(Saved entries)

────────────────

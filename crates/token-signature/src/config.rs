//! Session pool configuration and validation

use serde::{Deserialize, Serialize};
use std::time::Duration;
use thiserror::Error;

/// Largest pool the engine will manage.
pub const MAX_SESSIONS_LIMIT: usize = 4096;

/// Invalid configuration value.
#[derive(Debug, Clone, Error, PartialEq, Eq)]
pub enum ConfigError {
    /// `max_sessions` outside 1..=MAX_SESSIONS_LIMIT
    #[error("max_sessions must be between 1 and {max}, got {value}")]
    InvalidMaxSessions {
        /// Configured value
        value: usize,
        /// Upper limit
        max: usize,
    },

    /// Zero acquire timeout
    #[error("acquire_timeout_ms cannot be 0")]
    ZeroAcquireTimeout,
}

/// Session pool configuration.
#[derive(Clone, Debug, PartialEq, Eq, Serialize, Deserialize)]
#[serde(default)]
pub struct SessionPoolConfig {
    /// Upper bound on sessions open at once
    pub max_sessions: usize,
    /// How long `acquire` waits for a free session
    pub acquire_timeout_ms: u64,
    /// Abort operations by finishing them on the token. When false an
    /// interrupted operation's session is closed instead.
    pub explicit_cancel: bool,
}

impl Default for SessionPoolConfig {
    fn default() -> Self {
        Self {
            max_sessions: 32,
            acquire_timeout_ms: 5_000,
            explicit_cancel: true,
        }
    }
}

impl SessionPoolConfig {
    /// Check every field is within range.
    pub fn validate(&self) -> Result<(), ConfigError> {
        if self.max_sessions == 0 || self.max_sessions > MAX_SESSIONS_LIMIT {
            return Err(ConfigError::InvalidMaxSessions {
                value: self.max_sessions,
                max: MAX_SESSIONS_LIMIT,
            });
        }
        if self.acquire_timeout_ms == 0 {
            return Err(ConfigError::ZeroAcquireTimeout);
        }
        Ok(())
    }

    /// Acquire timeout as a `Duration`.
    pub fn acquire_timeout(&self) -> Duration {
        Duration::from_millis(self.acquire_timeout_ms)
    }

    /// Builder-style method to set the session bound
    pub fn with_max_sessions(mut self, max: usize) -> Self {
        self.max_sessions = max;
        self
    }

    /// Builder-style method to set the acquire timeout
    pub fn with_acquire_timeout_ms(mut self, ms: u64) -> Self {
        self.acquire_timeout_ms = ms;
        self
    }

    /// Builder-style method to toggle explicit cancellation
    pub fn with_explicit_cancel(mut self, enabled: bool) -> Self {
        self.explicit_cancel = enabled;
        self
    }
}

────────────────

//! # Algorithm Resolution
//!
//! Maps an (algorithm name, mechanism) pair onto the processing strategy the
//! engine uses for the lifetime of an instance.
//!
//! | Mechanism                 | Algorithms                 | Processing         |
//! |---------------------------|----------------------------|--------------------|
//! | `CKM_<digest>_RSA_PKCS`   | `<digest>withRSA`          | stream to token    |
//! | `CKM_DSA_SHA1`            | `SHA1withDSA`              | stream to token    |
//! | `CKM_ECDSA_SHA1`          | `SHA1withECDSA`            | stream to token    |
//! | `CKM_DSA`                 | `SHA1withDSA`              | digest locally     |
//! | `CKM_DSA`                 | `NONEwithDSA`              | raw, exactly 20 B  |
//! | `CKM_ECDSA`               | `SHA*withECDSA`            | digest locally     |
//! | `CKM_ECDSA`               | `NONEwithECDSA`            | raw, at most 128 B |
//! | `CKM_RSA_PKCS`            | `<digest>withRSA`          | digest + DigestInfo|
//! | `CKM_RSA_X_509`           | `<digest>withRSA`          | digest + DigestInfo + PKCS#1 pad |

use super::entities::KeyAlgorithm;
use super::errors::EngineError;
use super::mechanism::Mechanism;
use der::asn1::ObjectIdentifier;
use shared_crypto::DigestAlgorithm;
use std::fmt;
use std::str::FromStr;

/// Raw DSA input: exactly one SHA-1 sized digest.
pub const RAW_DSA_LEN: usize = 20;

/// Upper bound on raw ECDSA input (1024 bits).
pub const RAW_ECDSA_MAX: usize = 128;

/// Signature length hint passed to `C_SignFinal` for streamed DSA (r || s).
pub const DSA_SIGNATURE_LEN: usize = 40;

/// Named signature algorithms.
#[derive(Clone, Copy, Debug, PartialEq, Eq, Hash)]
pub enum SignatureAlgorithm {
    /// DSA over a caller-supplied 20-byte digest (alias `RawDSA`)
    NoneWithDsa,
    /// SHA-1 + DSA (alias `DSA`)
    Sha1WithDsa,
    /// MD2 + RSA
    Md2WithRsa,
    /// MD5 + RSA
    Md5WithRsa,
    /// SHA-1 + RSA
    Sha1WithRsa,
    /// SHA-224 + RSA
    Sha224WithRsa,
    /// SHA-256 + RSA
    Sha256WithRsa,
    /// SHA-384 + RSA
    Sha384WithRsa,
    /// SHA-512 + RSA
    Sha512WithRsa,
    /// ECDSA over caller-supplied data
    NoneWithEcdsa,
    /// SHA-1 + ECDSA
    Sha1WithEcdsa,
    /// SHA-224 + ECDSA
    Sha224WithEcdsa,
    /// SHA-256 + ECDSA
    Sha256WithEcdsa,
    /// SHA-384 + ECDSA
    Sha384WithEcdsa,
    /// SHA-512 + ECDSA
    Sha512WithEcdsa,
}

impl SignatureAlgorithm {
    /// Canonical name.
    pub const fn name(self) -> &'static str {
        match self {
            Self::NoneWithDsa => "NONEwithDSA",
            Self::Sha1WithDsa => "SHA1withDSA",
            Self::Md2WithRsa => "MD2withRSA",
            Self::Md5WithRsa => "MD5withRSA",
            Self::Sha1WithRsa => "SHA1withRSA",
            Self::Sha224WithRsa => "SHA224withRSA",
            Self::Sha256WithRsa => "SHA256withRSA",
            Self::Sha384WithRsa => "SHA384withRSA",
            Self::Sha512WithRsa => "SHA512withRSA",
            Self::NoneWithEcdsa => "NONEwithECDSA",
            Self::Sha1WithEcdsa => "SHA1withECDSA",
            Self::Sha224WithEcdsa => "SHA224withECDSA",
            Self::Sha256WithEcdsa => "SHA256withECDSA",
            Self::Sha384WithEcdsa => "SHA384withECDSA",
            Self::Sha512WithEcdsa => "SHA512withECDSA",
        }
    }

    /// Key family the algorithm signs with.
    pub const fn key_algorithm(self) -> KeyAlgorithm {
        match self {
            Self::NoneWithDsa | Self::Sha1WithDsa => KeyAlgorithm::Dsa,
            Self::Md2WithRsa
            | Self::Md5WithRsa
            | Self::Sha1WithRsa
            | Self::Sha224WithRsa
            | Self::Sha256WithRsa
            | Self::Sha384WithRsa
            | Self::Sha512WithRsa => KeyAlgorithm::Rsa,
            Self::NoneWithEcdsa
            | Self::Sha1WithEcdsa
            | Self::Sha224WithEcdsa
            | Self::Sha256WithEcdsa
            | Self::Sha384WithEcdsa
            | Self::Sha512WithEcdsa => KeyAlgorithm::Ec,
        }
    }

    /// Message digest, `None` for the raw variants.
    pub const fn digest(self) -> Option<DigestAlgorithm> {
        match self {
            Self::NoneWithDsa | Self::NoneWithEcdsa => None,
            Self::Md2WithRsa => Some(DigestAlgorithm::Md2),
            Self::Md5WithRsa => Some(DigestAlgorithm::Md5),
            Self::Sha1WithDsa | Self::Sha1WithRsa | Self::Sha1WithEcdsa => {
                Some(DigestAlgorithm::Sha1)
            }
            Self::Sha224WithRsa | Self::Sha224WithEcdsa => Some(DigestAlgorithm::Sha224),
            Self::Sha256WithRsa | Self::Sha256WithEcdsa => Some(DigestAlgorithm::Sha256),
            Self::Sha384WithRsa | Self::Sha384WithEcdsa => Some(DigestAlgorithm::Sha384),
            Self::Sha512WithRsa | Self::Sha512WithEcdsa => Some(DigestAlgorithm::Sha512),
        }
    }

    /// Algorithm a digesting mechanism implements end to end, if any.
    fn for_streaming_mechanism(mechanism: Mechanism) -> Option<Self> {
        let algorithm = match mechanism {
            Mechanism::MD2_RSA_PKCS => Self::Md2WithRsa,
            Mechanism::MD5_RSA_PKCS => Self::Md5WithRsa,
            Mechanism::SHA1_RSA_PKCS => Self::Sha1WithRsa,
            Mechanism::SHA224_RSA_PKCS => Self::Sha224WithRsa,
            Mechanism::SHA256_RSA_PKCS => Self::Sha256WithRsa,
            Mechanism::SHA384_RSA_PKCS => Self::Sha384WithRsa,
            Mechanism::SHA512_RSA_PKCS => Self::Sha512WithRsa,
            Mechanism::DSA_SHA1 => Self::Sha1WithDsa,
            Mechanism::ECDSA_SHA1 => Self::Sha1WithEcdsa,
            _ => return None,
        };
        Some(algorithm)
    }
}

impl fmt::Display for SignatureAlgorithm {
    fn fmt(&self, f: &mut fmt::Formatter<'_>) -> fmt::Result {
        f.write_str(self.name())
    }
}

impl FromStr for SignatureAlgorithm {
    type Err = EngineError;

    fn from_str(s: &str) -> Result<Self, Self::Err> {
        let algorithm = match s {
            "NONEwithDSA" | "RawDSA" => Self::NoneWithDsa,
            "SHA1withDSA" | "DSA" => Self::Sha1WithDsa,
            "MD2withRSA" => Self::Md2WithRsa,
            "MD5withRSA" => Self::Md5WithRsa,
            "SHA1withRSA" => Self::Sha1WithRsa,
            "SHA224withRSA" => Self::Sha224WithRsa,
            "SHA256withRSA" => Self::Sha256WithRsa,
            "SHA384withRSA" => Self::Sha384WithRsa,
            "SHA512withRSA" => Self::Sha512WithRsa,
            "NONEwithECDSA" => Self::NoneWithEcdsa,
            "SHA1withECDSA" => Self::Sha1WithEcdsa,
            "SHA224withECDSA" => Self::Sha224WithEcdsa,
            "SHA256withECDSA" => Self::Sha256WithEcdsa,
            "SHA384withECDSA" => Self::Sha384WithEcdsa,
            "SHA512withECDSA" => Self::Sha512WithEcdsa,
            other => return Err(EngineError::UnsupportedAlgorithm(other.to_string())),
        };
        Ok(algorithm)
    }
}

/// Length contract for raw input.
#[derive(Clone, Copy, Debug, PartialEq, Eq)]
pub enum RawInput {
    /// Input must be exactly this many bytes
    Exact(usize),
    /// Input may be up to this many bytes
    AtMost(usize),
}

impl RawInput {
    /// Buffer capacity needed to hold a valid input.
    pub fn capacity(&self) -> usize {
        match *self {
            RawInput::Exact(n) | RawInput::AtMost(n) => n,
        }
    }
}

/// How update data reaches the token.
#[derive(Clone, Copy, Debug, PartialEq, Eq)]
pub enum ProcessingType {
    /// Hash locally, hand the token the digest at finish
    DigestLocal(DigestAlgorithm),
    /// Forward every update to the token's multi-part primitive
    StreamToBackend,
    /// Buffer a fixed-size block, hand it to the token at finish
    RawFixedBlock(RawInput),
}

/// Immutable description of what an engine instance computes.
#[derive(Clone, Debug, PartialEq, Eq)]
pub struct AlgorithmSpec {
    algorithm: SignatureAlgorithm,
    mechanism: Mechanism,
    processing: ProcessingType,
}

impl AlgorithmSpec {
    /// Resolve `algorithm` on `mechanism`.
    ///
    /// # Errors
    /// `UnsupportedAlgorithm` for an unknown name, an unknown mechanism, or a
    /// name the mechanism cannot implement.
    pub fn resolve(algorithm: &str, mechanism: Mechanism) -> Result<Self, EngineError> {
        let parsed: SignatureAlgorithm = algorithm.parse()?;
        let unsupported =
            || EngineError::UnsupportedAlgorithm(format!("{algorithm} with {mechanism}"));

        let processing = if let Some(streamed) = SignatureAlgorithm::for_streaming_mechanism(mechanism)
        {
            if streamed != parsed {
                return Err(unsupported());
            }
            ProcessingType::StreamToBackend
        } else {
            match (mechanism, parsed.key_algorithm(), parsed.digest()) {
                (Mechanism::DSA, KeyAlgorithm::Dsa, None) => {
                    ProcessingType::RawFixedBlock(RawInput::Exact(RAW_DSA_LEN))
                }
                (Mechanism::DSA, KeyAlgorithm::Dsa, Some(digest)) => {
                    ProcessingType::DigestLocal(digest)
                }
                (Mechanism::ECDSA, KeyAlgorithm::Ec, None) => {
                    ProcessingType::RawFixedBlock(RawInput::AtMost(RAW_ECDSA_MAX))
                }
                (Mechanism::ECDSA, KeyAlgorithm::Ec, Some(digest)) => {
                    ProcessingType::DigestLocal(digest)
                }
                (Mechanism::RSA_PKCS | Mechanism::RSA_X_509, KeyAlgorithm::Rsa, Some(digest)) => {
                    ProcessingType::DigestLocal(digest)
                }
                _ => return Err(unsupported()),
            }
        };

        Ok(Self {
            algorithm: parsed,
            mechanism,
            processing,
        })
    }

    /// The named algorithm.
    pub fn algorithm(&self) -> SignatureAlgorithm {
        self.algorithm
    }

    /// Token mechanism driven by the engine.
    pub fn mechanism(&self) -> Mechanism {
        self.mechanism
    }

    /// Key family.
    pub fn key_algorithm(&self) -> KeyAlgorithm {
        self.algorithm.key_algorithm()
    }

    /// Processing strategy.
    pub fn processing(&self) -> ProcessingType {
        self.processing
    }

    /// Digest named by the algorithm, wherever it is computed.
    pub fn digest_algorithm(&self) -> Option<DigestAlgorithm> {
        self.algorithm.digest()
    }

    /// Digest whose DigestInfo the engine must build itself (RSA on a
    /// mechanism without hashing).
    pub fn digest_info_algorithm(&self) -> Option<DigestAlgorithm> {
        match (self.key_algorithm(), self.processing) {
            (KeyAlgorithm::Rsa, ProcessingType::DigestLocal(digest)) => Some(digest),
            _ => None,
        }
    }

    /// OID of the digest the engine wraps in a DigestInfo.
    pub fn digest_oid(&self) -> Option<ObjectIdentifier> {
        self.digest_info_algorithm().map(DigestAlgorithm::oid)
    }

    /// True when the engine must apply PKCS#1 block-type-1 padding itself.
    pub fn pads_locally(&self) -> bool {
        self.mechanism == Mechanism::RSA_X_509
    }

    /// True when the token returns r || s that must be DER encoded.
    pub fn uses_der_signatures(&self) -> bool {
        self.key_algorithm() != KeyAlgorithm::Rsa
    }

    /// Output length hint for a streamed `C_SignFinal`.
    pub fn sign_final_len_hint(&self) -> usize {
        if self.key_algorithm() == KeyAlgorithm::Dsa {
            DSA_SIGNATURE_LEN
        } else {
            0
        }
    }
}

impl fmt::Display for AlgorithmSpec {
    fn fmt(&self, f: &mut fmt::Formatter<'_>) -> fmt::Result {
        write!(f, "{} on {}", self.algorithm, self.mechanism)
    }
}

────────────────

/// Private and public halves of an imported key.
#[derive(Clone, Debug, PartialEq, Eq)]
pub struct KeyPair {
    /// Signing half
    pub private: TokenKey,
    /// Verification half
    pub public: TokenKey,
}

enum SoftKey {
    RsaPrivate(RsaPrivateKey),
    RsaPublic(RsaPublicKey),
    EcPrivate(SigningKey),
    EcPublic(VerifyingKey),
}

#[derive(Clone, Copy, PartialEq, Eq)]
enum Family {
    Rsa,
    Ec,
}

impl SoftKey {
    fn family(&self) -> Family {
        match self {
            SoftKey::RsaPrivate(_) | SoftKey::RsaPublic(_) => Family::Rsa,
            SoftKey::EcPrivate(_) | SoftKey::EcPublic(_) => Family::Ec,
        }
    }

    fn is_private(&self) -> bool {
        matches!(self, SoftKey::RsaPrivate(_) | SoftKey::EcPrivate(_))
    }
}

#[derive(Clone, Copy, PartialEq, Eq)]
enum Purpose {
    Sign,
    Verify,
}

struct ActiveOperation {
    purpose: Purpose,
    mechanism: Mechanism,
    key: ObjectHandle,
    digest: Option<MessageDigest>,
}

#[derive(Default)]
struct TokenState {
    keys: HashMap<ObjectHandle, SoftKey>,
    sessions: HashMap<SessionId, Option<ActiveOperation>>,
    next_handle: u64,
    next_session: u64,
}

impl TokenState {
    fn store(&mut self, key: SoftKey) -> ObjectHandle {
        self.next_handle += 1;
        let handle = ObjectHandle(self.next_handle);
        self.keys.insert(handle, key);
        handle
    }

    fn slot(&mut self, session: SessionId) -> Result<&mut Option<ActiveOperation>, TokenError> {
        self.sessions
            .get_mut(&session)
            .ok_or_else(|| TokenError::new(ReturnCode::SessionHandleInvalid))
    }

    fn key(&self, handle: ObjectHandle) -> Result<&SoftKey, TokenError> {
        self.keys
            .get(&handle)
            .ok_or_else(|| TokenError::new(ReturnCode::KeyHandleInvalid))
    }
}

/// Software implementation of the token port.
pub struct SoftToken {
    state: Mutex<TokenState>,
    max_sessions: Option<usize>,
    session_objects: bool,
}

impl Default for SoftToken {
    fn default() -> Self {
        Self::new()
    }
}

────────────────

**YOUR ASSIGNMENT**
Lines above containing "RsaPublic": give their number only.

**SOLUTION BELOW**
2